▸ **Data records**
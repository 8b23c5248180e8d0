//! Status command implementation

use anyhow::{Context, Result};
use tm_runner::StatusReport;

use crate::cli::{GlobalArgs, StatusArgs, StatusOutput};
use crate::commands::common::load_project;

/// Execute the status command
pub(crate) fn execute(args: &StatusArgs, global: &GlobalArgs) -> Result<()> {
    let project = load_project(global)?;
    let store = project.open_store()?;
    let runner = project.runner(&store)?;
    let report = runner.status().context("Failed to read migration status")?;

    match args.output {
        StatusOutput::Json => {
            let json = serde_json::to_string_pretty(&report)?;
            println!("{json}");
        }
        StatusOutput::Table => print!("{}", format_table(&report)),
    }
    Ok(())
}

/// Render the report as aligned text rows.
fn format_table(report: &StatusReport) -> String {
    let mut out = String::new();
    if report.migrations.is_empty() && report.orphans.is_empty() {
        out.push_str("No migrations found.\n");
        return out;
    }

    for m in &report.migrations {
        let state = if m.applied { "applied" } else { "pending" };
        let when = m
            .applied_at
            .map(|t| t.format("%Y-%m-%d %H:%M:%S").to_string())
            .unwrap_or_default();
        out.push_str(&format!("{state:<8} {when:<19} {}\n", m.id));
    }
    for orphan in &report.orphans {
        let when = orphan
            .applied_at()
            .map(|t| t.format("%Y-%m-%d %H:%M:%S").to_string())
            .unwrap_or_default();
        out.push_str(&format!(
            "{:<8} {when:<19} {} (no matching migration file)\n",
            "missing", orphan.file
        ));
    }

    out.push_str(&format!(
        "\n{} applied, {} pending\n",
        report.applied_count(),
        report.pending_count()
    ));
    out
}

#[cfg(test)]
#[path = "status_test.rs"]
mod tests;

▸ **Work item**
Which of the lines above hold the string "state"? Copy each one.

▸ **Response to this task**
        let state = if m.applied { "applied" } else { "pending" };
        out.push_str(&format!("{state:<8} {when:<19} {}\n", m.id));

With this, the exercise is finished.